(Data extracted from a collection)
■ ■ ■ ■ ■
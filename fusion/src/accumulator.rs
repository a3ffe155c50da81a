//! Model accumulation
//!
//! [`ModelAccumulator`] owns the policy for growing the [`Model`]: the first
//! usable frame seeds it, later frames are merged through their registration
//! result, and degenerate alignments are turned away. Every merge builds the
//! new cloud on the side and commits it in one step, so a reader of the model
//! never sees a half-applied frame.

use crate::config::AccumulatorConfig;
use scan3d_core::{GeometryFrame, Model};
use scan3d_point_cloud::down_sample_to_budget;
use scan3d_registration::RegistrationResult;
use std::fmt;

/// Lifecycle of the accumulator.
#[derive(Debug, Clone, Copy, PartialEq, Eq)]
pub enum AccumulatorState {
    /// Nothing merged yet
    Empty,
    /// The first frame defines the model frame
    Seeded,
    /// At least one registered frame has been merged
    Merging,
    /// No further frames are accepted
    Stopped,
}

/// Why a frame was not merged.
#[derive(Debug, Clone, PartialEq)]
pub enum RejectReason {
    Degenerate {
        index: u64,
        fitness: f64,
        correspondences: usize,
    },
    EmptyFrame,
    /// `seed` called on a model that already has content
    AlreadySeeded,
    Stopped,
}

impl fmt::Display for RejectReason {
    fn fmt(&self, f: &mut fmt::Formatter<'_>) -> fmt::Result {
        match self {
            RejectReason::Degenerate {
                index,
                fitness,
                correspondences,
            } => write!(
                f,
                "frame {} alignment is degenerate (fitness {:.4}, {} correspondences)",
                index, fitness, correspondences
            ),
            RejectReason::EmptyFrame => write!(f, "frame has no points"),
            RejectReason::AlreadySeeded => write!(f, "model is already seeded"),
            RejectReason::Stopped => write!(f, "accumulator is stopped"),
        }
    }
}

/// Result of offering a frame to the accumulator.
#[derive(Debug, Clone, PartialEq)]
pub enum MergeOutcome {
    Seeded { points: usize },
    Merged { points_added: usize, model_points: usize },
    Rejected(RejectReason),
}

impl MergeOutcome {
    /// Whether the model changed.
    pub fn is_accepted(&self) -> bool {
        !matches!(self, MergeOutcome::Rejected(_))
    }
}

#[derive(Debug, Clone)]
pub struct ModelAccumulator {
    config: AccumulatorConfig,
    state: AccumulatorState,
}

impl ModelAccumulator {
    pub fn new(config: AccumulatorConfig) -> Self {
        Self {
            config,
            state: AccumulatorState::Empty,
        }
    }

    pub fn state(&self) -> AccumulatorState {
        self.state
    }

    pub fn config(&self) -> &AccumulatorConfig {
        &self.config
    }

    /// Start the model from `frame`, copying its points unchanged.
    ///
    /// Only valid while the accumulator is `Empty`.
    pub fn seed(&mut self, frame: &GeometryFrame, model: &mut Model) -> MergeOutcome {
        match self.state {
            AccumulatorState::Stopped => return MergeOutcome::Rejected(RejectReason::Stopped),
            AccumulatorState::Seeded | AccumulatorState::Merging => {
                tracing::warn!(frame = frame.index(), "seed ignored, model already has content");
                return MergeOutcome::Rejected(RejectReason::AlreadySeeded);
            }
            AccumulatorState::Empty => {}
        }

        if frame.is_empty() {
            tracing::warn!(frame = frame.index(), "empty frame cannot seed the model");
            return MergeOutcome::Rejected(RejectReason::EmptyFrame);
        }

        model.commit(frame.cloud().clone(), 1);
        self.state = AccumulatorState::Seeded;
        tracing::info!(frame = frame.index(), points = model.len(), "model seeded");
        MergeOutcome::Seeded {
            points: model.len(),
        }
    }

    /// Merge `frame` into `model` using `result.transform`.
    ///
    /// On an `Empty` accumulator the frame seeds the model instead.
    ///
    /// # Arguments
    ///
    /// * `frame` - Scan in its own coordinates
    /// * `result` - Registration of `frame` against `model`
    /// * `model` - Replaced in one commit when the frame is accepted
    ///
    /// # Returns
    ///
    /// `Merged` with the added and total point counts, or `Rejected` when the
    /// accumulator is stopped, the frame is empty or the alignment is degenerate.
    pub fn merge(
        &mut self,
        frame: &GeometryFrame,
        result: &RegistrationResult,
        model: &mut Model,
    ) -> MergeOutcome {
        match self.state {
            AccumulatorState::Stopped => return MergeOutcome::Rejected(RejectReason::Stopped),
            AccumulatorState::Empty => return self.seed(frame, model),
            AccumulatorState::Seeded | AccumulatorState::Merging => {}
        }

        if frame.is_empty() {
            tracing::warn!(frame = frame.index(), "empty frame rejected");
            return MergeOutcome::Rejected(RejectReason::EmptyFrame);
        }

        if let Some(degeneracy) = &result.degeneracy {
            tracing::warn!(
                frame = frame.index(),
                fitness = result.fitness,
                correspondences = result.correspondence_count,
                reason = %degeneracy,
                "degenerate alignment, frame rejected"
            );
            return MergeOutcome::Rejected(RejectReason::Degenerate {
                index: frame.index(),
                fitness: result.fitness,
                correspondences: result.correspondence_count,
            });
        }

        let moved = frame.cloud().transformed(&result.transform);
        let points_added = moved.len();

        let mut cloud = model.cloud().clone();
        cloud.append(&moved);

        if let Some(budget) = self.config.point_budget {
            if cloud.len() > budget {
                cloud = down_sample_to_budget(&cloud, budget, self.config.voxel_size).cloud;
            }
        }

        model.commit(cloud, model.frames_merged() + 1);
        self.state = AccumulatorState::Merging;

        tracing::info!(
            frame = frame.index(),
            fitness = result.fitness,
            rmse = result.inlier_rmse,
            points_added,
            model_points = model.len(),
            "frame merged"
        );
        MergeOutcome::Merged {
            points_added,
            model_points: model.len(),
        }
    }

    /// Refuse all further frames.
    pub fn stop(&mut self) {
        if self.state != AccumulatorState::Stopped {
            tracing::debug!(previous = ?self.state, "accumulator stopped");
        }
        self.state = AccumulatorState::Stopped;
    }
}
■ ■ ■ ■ ■
Throughout the records above, find the lines in which the word "first" appears and return them.

//! [`ModelAccumulator`] owns the policy for growing the [`Model`]: the first
    /// The first frame defines the model frame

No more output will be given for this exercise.